'''
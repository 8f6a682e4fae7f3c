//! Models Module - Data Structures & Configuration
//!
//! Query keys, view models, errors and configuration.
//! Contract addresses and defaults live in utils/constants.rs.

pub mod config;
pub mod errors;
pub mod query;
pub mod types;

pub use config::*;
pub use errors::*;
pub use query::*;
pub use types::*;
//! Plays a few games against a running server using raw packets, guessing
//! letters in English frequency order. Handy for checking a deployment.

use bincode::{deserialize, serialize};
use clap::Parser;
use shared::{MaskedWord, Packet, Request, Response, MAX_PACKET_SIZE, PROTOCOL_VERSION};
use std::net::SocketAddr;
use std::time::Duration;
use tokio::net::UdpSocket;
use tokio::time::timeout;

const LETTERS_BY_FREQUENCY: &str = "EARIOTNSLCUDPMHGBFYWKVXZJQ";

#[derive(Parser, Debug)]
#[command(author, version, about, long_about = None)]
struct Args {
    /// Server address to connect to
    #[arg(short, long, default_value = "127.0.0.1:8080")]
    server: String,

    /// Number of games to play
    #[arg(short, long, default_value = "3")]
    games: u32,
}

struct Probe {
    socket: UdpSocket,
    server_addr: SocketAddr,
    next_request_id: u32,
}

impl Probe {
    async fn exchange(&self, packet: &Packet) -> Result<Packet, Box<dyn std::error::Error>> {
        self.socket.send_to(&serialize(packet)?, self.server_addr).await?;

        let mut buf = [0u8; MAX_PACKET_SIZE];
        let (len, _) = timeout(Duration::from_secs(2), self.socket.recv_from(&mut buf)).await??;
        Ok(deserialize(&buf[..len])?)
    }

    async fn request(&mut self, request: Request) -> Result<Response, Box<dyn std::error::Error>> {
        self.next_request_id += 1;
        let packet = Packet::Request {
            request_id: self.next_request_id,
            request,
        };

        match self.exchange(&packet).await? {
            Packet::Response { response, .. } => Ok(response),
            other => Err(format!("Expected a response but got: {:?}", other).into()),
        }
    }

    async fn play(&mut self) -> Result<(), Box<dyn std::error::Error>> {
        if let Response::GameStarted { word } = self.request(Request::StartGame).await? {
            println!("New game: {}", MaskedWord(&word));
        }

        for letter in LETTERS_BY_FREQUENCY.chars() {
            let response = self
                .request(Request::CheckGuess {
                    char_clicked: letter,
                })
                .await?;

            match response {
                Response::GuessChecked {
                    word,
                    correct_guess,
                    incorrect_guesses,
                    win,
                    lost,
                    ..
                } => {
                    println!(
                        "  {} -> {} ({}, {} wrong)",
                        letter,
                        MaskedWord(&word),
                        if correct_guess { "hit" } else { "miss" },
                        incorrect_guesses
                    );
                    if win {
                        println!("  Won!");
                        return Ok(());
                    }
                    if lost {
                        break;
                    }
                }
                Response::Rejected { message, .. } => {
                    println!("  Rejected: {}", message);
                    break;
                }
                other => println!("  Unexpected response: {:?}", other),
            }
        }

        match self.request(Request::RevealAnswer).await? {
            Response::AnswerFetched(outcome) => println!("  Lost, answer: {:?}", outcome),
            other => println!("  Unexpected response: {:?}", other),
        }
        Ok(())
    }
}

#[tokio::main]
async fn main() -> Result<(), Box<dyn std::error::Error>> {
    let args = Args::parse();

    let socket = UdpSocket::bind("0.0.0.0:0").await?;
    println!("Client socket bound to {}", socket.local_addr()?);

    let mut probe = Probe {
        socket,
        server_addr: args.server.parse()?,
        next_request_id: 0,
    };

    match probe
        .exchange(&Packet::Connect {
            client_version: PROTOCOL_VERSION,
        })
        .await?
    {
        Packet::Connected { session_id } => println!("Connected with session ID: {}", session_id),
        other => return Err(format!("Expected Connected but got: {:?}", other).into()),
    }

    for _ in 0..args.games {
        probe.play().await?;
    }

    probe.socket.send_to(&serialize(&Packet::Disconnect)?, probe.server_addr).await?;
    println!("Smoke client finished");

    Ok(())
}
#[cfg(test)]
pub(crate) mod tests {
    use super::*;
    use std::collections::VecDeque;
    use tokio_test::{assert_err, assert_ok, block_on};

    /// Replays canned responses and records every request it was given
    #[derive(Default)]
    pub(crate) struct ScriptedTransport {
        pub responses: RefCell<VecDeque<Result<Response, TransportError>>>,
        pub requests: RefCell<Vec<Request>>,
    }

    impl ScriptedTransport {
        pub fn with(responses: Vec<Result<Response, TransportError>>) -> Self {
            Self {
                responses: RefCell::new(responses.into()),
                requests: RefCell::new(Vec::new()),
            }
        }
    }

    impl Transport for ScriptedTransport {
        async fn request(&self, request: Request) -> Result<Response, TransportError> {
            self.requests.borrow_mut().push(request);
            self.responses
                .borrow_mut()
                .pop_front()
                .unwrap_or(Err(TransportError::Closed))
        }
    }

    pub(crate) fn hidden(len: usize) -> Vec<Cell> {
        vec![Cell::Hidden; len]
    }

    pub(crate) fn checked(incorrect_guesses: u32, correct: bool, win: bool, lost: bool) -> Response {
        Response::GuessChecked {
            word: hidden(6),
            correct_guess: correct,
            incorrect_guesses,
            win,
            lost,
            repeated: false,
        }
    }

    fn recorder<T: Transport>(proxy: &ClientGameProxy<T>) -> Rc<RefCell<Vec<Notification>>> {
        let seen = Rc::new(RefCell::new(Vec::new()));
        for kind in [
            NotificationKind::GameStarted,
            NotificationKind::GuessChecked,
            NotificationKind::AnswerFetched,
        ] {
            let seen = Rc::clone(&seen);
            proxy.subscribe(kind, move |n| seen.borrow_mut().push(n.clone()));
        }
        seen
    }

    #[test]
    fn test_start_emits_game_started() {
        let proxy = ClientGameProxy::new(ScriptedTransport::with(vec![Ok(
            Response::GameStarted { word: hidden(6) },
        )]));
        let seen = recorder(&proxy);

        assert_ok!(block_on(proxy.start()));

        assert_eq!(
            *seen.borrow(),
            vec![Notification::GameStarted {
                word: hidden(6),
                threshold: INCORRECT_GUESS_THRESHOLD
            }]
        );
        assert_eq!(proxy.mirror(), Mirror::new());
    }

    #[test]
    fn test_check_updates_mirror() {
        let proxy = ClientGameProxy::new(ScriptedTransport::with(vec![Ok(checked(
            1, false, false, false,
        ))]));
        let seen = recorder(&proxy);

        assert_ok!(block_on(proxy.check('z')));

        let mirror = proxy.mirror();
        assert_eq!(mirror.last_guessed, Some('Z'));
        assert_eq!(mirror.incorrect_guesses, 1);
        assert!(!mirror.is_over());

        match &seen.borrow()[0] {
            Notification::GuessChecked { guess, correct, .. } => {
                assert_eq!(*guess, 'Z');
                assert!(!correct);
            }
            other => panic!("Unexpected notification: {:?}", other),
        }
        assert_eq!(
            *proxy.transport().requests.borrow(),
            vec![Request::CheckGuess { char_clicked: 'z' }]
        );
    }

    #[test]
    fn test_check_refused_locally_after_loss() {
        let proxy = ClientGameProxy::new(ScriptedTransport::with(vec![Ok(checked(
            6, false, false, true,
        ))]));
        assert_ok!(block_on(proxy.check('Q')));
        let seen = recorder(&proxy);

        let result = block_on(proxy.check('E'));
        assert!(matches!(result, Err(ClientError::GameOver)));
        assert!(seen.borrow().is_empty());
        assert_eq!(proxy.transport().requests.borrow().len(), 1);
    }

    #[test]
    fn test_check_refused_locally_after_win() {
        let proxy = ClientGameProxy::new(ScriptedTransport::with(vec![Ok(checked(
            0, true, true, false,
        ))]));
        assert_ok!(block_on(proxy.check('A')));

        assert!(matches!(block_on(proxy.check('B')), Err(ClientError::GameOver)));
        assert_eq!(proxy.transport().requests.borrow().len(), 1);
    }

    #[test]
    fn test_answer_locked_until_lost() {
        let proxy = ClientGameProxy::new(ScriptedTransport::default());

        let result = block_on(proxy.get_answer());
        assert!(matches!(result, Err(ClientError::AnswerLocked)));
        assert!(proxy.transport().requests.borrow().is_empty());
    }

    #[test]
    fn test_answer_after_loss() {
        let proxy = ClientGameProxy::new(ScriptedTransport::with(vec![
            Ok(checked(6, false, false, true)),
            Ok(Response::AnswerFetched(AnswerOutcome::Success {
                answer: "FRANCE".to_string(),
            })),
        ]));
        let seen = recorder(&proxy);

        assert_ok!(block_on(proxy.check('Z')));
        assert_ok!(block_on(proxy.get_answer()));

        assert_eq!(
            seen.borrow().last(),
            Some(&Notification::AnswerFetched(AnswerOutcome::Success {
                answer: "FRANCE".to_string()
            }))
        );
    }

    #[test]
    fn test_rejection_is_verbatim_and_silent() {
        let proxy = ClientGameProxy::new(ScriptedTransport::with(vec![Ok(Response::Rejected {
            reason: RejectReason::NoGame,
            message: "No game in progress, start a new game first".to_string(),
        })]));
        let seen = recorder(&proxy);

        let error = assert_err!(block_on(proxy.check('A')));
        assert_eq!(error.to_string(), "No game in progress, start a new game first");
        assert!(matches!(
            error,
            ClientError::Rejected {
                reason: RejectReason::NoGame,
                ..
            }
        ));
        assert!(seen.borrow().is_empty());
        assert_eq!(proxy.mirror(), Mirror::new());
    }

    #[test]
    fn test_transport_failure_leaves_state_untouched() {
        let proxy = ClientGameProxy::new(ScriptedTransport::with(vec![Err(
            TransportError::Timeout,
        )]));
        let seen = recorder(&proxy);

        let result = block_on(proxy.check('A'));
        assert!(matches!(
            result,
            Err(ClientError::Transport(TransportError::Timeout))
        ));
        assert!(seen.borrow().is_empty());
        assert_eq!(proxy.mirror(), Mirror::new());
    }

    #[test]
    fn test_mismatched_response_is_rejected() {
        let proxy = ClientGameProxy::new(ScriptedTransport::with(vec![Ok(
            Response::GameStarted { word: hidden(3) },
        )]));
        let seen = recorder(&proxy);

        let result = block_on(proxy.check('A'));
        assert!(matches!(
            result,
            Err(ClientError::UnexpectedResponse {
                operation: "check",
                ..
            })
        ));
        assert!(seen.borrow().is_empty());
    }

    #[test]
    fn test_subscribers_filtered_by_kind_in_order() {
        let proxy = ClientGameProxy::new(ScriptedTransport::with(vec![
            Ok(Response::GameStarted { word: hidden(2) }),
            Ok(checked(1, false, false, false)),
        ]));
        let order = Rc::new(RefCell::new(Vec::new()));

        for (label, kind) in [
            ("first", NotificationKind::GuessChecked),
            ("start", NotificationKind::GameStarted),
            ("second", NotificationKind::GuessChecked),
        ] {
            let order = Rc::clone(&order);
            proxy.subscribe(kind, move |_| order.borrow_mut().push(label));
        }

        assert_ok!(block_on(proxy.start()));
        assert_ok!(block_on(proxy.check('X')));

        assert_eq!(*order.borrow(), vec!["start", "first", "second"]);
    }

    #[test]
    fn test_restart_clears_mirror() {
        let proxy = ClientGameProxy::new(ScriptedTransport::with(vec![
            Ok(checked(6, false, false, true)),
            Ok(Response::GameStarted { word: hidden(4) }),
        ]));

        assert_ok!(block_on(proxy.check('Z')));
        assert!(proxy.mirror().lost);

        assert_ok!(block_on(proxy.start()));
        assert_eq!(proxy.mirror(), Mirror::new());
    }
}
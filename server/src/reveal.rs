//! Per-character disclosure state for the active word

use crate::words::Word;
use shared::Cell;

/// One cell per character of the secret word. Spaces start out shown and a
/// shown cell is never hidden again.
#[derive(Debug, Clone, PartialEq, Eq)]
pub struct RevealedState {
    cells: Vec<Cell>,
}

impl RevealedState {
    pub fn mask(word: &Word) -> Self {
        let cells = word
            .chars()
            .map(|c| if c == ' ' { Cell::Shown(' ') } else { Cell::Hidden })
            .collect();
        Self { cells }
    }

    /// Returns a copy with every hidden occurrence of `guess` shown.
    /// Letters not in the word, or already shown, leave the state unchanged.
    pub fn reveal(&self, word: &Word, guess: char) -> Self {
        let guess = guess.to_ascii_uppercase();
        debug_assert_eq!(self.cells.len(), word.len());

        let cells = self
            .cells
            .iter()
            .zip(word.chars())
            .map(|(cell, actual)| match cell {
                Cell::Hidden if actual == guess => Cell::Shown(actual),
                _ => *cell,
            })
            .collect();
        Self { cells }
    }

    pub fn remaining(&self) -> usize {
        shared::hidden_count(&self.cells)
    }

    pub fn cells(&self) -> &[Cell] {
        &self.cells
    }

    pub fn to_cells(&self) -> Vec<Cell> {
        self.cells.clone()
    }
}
'''
**WORK REQUIRED:** Everything from the first line of the entries above through the line with "#[command(author, version, about, long_about" is to be reproduced exactly, and nothing else.

**EXERCISE ANSWER:**
repository 8f6a682e4fae7f3c
//! Models Module - Data Structures & Configuration
//!
//! Query keys, view models, errors and configuration.
//! Contract addresses and defaults live in utils/constants.rs.

pub mod config;
pub mod errors;
pub mod query;
pub mod types;

pub use config::*;
pub use errors::*;
pub use query::*;
pub use types::*;
//! Plays a few games against a running server using raw packets, guessing
//! letters in English frequency order. Handy for checking a deployment.

use bincode::{deserialize, serialize};
use clap::Parser;
use shared::{MaskedWord, Packet, Request, Response, MAX_PACKET_SIZE, PROTOCOL_VERSION};
use std::net::SocketAddr;
use std::time::Duration;
use tokio::net::UdpSocket;
use tokio::time::timeout;

const LETTERS_BY_FREQUENCY: &str = "EARIOTNSLCUDPMHGBFYWKVXZJQ";

#[derive(Parser, Debug)]
#[command(author, version, about, long_about = None)]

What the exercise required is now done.